Vice President Kamala Harris’s presidential campaign is running versions of this 60-second ad, titled “Different Visions” — with the same audio but different images — on stations in each of the seven battleground states and in Omaha. The campaign has spent $2.3 million on the ad since early September, according to AdImpact.
On the Screen
The audio in each of the ads was recorded when Ms. Harris delivered a speech outlining her economic plans in North Carolina in August. The visual scenes, as the ads begin, are appropriate to each targeted electorate: In Wisconsin, it is the Milwaukee skyline; in Michigan, it’s Detroit, and so on in Pennsylvania, Georgia and North Carolina. Nebraska’s ad shows just corn and farmland.

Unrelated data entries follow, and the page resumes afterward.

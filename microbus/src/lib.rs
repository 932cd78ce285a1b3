/*
 * Copyright (c) 2024. Govcraft
 *
 * Licensed under either of
 *   * Apache License, Version 2.0 (the "License");
 *     you may not use this file except in compliance with the License.
 *     You may obtain a copy of the License at http://www.apache.org/licenses/LICENSE-2.0
 *   * MIT license: http://opensource.org/licenses/MIT
 *
 * Unless required by applicable law or agreed to in writing, software
 * distributed under the License is distributed on an "AS IS" BASIS,
 * WITHOUT WARRANTIES OR CONDITIONS OF ANY KIND, either express or implied.
 * See the applicable License for the specific language governing permissions and
 * limitations under that License.
 */

#![forbid(unsafe_code)]
#![warn(missing_docs)]

//! # microbus
//!
//! An in-process message bus for micro-service style workers, built on Tokio.
//!
//! Workers never call each other. They register with a shared [`MessageBus`](prelude::MessageBus),
//! subscribe to message types, and react to what arrives in their inbox.
//!
//! ## Key Concepts
//!
//! - **Events**: requests with exactly one eventual reply. Each event goes to
//!   one subscriber, chosen round-robin per event type; the sender holds an
//!   [`Outcome`](prelude::Outcome) that resolves when the handler completes it.
//! - **Broadcasts**: fire-and-forget notifications delivered to every worker
//!   subscribed at the moment of sending.
//! - **Workers (`ManagedWorker`)**: a user model plus one reaction per message
//!   type, driven by a loop on its own task. Type-state (`Idle`, `Started`)
//!   separates configuration from running.
//! - **Runtime (`BusRuntime`)**: owns a bus and tracks started workers for
//!   joining and shutdown.
//!
//! ## Quick Start
//!
//! ```rust,ignore
//! use microbus::prelude::*;
//!
//! #[bus_event(String)]
//! struct Ping;
//!
//! #[bus_worker]
//! struct Echo;
//!
//! let runtime = BusApp::launch();
//! let mut echo = runtime.new_worker::<Echo>("echo");
//! echo.on_event::<Ping>(|_, ctx| {
//!     ctx.complete("pong".to_string());
//!     Reaction::ready()
//! });
//! echo.start().await;
//!
//! let reply = runtime.bus().send_event(Ping).expect("served").get().await?;
//! assert_eq!(reply, "pong");
//! ```

/// Bus, runtime, outcomes and configuration.
pub(crate) mod common;

/// Message envelopes, contexts, errors and the lifecycle broadcast.
pub(crate) mod message;

/// Core traits.
pub(crate) mod traits;

/// The managed worker and its type-state.
pub(crate) mod worker;

/// Everything needed to define messages and workers and to run them.
///
/// ## Macros (from `microbus-macro`)
/// *   `bus_event`: turns a struct into an [`Event`](crate::traits::Event) with the given reply type.
/// *   `bus_broadcast`: turns a struct into a [`Broadcast`](crate::traits::Broadcast).
/// *   `bus_worker`: derives what a worker model needs.
pub mod prelude {
    pub use microbus_macro::*;

    pub use async_trait::async_trait;

    pub use crate::common::{
        BusApp, BusConfig, BusRuntime, MessageBus, Outcome, Reaction, ReactionFuture, Resolver,
        WorkerHandle,
    };
    pub use crate::message::{
        BroadcastContext, BusError, Envelope, EventContext, EventId, WorkerState,
        WorkerStateChanged,
    };
    pub use crate::traits::{Broadcast, BusMessage, Event, MicroService, WorkerHandleInterface};
    pub use crate::worker::{Idle, ManagedWorker, Started, WorkerId};
}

A car’s side-view mirror represents the past. Other images include a multiracial family at a dinner table, an older man in a cornfield, a young woman dancing alone while stocking a supermarket shelf, bins of fresh tomatoes and vegetables, a crowd at a Harris event cheering, the words “tax cut,” a house under construction, people happily carrying boxes into a house, and several shots of Ms. Harris speaking.
The version of the ad running in Arizona and Nevada substitutes scenes of the desert and residential sprawl for city skylines, a Latino construction worker for the family at a dinner table and a restaurant worker sorting red peppers for the woman dancing in the supermarket. It also displays Spanish translations of Ms. Harris’s words.